First, what are the pillows stuffed with? A solid foam block is most common, but some use small foam pieces, and one cylinder shaped pillow on my Eddie Bauer even has excelsior (small wood chips) down feathers? Not likely in an Airstream. Poly fill down substitute? Probably not... that is usual for bed pillows, not decorative ones. It is very common to have dry clean only fabric over fill that should not be dry cleaned at all. Your carpet and upholstery cleaning services can use foaming cleansers or "steam clean" the pillows, or you may be able to remove the covers for cleaning.
Of course there is no guarantee that your pillows are constructed the same way mine were, but LOOK at all four edge seams, and if one has a top stitched seam set very close to the binding (round trim piece) that is the seam which was left open until after the pillow form was stitched inside. Use a thread picker to remove that seam, pull the form out and dryclean or launder the cover, then restuff the pillow and resew the seamusing a zipper foot to get close to the trim. If you don't sew, perhaps you can find a neighbor or friend to help.

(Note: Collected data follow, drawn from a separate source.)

//! # render-plugin
//!
//! Core of a minimal native rendering extension. A host application owns the
//! graphics device and drives this crate through lifecycle and per-frame
//! callbacks; the crate keeps its GPU resources valid in lockstep with the
//! device and renders one spinning triangle plus one procedurally generated
//! "plasma" texture per frame.
//!
//! ## Overview
//!
//! - [`PluginContext`] - all plugin state, owned by the host and passed into
//!   every call
//! - [`RenderPlugin`] - shared handle mirroring the host-facing surface,
//!   including a stable frame-event handler for the host's command queue
//! - [`RenderBackend`] - trait through which the core talks to whichever
//!   graphics API the host runs; [`DummyBackend`] is the in-process
//!   recording implementation used for tests
//! - [`ResourceSet`] - the all-or-nothing group of GPU objects needed for
//!   the draw, released automatically on drop
//! - [`plasma`] - the pure procedural texture fill
//!
//! ## Example
//!
//! ```
//! use std::sync::Arc;
//! use render_plugin::{DeviceEvent, DummyBackend, RenderBackend, RenderPlugin};
//!
//! let plugin = RenderPlugin::new();
//! let backend: Arc<dyn RenderBackend> = Arc::new(DummyBackend::new());
//!
//! plugin.set_assets_path("/path/to/streaming/assets");
//! plugin.on_device_event(DeviceEvent::Initialize(backend));
//!
//! let handler = plugin.frame_handler();
//! plugin.set_time(0.016);
//! handler.fire(0); // host enqueues this on its rendering thread
//!
//! plugin.on_device_event(DeviceEvent::Shutdown);
//! ```
//!
//! All calls must arrive serialized on the host's rendering thread; the crate
//! performs no internal threading and every operation runs to completion on
//! the calling thread.

pub mod backend;
pub mod context;
pub mod error;
pub mod frame;
pub mod lifecycle;
pub mod plasma;
pub mod plugin;
pub mod resources;
pub mod shader;
pub mod types;

// Re-export main types for convenience
pub use backend::{
    BackendKind, BufferHandle, DrawBindings, DummyBackend, ExternalTexture, InputLayoutHandle,
    RenderBackend, ShaderHandle, ShaderProfile, StateHandle,
};
pub use context::PluginContext;
pub use error::{PluginError, PluginResult};
pub use lifecycle::{DeviceEvent, LifecycleState};
pub use plugin::{FrameEventHandler, RenderPlugin};
pub use resources::{ResourceSet, CONSTANT_BUFFER_SIZE, VERTEX_BUFFER_SIZE};
pub use types::{
    BlendDescriptor, BufferDescriptor, BufferUsage, CompareFunc, CullMode, DepthStencilDescriptor,
    Extent2d, FillMode, InputElement, PrimitiveTopology, RasterizerDescriptor, ShaderStage, Vertex,
    VertexAttributeFormat,
};

/// Plugin library version
pub const VERSION: &str = env!("CARGO_PKG_VERSION");

#[cfg(test)]
mod tests {
    use super::*;

    #[test]
    fn test_version() {
        assert!(!VERSION.is_empty());
    }

    #[test]
    fn test_buffer_size_constants() {
        assert_eq!(VERTEX_BUFFER_SIZE, 1024);
        assert_eq!(CONSTANT_BUFFER_SIZE, 64);
    }
}
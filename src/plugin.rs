//! Host-facing plugin surface.
//!
//! [`RenderPlugin`] wraps the context in a shared handle and exposes the
//! boundary operations a host binds to. [`RenderPlugin::frame_handler`]
//! hands out a stable, cloneable entry point the host can enqueue on its own
//! graphics command stream instead of calling the plugin directly.
//!
//! The host guarantees all calls arrive serialized on its rendering thread;
//! the mutex exists so the handles are `Send + Sync`, not because calls
//! contend.

use std::path::PathBuf;
use std::sync::Arc;

use parking_lot::Mutex;

use crate::backend::{BackendKind, ExternalTexture};
use crate::context::PluginContext;
use crate::lifecycle::DeviceEvent;

/// Shared handle to the plugin, mirroring the exported host surface.
#[derive(Debug, Default, Clone)]
pub struct RenderPlugin {
    context: Arc<Mutex<PluginContext>>,
}

impl RenderPlugin {
    /// Create a plugin with a fresh context.
    pub fn new() -> Self {
        Self::default()
    }

    /// Store the current animation time.
    pub fn set_time(&self, time: f32) {
        self.context.lock().set_time(time);
    }

    /// Store the streaming assets base path.
    pub fn set_assets_path(&self, path: impl Into<PathBuf>) {
        self.context.lock().set_assets_path(path);
    }

    /// Store the host-owned texture handle; `None` disables texture updates.
    pub fn set_texture(&self, texture: Option<ExternalTexture>) {
        self.context.lock().set_texture(texture);
    }

    /// Forward a device lifecycle event.
    pub fn on_device_event(&self, event: DeviceEvent) {
        self.context.lock().on_device_event(event);
    }

    /// Run one render + texture-update pass.
    pub fn on_frame_event(&self, event_id: i32) {
        self.context.lock().on_frame_event(event_id);
    }

    /// Which concrete graphics API is active.
    pub fn backend_kind(&self) -> BackendKind {
        self.context.lock().backend_kind()
    }

    /// A stable handler the host can schedule for frame events.
    pub fn frame_handler(&self) -> FrameEventHandler {
        FrameEventHandler {
            context: Arc::clone(&self.context),
        }
    }

    /// Run a closure against the locked context. Mostly useful for tests and
    /// host glue that needs state the boundary operations don't expose.
    pub fn with_context<R>(&self, f: impl FnOnce(&mut PluginContext) -> R) -> R {
        f(&mut self.context.lock())
    }
}

/// Cloneable frame-event entry point with a stable target context.
///
/// Every clone fires into the same [`PluginContext`] as the plugin it came
/// from, so the host may capture it once and invoke it from its render queue
/// for the lifetime of the plugin.
#[derive(Debug, Clone)]
pub struct FrameEventHandler {
    context: Arc<Mutex<PluginContext>>,
}

impl FrameEventHandler {
    /// Run one render + texture-update pass.
    pub fn fire(&self, event_id: i32) {
        self.context.lock().on_frame_event(event_id);
    }
}

#[cfg(test)]
mod tests {
    use super::*;
    use crate::backend::{DummyBackend, RenderBackend};

    #[test]
    fn test_handler_targets_the_same_context() {
        let plugin = RenderPlugin::new();
        let handler = plugin.frame_handler();

        plugin.set_time(2.0);
        assert_eq!(plugin.with_context(|ctx| ctx.time()), 2.0);

        // firing through the handler is a no-op without a device, like the
        // direct call
        handler.fire(0);
        handler.clone().fire(1);
        assert_eq!(plugin.backend_kind(), BackendKind::Null);
    }

    #[test]
    fn test_boundary_operations_forward() {
        let plugin = RenderPlugin::new();
        let backend: Arc<dyn RenderBackend> = Arc::new(DummyBackend::new());
        plugin.on_device_event(DeviceEvent::Initialize(backend));
        assert_eq!(plugin.backend_kind(), BackendKind::Dummy);

        plugin.on_device_event(DeviceEvent::Shutdown);
        assert_eq!(plugin.backend_kind(), BackendKind::Null);
    }
}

OTOH, just replacing the pillows is not a bad idea. Airstream does not use the highest quality foam or fabric, or even fabrication.... so redecorating is definitely an option.
Something I picked up here: I've reupholstered and slipcovered several pieces of furniture, but never thought about the difference between fabric for a cushion (top, side and bottom pieces) and a square or rectangular pillow (top and bottom piece only). Mass manufactired pillows have "ears" or protruding corners because the fabric is cut and sewn with square corners... and the cushion doesn't fill them because it is tapered at all four edges. Really beautifully tailored pillow covers are cut with corners that are tapered inward gently. If there is an absolute formula on how much to taper the corners, I am unaware of what it is. On a 12 inch square pillow I usually take about 1 inch out of the last 3 inches of each corner... more for a very thick, firm cushion. I use a French Curve to draw then sew the corners consistently.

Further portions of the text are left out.